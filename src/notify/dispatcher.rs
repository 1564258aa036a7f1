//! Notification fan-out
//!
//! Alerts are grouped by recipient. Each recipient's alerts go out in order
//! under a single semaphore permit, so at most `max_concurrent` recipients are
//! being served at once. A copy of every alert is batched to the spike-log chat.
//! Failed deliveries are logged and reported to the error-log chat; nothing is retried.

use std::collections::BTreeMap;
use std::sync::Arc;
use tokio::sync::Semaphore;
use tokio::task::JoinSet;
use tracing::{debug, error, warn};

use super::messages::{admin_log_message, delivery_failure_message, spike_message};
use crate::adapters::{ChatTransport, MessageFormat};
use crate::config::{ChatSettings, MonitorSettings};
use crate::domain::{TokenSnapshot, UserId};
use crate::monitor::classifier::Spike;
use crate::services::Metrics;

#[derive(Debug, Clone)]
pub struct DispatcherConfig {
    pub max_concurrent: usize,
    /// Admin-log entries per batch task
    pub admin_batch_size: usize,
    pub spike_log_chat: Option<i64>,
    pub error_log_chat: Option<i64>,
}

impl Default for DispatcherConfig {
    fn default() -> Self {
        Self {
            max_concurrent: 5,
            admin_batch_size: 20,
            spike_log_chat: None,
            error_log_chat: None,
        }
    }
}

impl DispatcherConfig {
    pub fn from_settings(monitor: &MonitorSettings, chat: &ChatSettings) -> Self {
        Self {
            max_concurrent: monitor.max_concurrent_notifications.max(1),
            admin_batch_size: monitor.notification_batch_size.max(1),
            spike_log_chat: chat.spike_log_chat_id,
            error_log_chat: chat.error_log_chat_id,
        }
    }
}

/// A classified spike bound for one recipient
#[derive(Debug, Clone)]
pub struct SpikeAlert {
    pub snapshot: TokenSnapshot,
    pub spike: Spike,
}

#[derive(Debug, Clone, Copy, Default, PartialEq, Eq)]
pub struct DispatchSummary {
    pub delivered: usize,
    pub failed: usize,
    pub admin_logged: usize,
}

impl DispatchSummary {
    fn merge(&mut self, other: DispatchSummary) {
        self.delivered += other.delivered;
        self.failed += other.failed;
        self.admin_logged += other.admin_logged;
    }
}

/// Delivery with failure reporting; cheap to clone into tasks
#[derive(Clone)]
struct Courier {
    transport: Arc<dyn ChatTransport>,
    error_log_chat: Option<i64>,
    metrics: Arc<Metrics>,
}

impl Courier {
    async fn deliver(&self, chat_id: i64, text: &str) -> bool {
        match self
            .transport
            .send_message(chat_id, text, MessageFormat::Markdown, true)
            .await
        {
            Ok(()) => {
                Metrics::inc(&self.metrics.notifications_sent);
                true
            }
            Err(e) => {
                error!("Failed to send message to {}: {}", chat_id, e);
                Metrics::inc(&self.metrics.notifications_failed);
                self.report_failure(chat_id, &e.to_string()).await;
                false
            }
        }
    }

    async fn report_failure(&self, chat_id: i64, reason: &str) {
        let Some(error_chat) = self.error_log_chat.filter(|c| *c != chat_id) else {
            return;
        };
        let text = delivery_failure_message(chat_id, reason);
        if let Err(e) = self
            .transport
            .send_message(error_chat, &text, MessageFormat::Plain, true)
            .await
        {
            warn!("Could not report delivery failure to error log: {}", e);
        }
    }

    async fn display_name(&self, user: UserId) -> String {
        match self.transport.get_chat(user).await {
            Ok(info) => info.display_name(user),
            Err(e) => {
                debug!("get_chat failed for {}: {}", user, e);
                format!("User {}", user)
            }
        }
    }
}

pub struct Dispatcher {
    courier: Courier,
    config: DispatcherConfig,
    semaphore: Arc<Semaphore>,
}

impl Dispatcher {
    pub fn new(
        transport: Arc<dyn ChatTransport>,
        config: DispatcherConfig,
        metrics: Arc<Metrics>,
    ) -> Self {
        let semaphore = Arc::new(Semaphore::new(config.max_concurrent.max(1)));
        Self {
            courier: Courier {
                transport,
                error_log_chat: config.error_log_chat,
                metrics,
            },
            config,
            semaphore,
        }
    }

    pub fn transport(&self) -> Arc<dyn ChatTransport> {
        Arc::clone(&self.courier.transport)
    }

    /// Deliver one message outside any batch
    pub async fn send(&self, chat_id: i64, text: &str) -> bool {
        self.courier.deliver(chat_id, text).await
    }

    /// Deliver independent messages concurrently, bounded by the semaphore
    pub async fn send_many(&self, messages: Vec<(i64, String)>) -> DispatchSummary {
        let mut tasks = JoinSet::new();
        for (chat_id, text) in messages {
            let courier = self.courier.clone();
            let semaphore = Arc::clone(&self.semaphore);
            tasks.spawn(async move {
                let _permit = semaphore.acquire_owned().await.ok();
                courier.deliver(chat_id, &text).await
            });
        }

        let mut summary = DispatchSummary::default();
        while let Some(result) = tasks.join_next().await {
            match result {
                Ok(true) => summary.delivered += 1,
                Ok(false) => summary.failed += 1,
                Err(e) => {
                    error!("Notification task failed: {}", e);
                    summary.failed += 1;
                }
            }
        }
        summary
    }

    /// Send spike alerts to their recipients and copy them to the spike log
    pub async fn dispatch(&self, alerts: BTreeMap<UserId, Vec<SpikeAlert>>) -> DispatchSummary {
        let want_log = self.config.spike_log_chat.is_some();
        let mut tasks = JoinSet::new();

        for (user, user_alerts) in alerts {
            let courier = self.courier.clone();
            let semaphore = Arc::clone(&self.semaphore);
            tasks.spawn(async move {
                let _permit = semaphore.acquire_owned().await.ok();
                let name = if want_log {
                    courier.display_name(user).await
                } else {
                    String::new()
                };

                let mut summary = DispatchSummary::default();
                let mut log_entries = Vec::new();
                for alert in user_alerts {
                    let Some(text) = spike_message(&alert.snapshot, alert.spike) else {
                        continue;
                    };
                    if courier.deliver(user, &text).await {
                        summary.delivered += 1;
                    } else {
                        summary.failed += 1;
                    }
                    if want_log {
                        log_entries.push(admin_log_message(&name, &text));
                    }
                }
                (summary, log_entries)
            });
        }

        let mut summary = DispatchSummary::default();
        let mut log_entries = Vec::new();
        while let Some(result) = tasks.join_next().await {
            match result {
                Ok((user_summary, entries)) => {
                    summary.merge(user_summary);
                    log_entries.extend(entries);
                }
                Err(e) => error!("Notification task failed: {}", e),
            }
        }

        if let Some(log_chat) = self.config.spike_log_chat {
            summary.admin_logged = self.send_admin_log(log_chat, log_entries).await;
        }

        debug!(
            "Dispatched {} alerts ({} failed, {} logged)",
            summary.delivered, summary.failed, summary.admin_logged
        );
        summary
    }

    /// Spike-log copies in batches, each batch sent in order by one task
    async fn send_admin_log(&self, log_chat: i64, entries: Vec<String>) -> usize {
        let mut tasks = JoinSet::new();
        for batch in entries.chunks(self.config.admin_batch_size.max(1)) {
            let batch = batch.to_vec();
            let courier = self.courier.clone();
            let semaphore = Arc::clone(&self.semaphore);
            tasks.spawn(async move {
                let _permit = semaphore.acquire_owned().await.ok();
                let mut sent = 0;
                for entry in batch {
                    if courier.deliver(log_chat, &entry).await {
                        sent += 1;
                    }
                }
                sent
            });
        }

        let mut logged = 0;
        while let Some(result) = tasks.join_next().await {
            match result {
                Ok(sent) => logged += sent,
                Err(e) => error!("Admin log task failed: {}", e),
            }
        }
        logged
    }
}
--- --- ---
Required work - Counting only lines that contain "SpikeAlert", what is the total for the entries above? Give the number alone.

Expected output - 2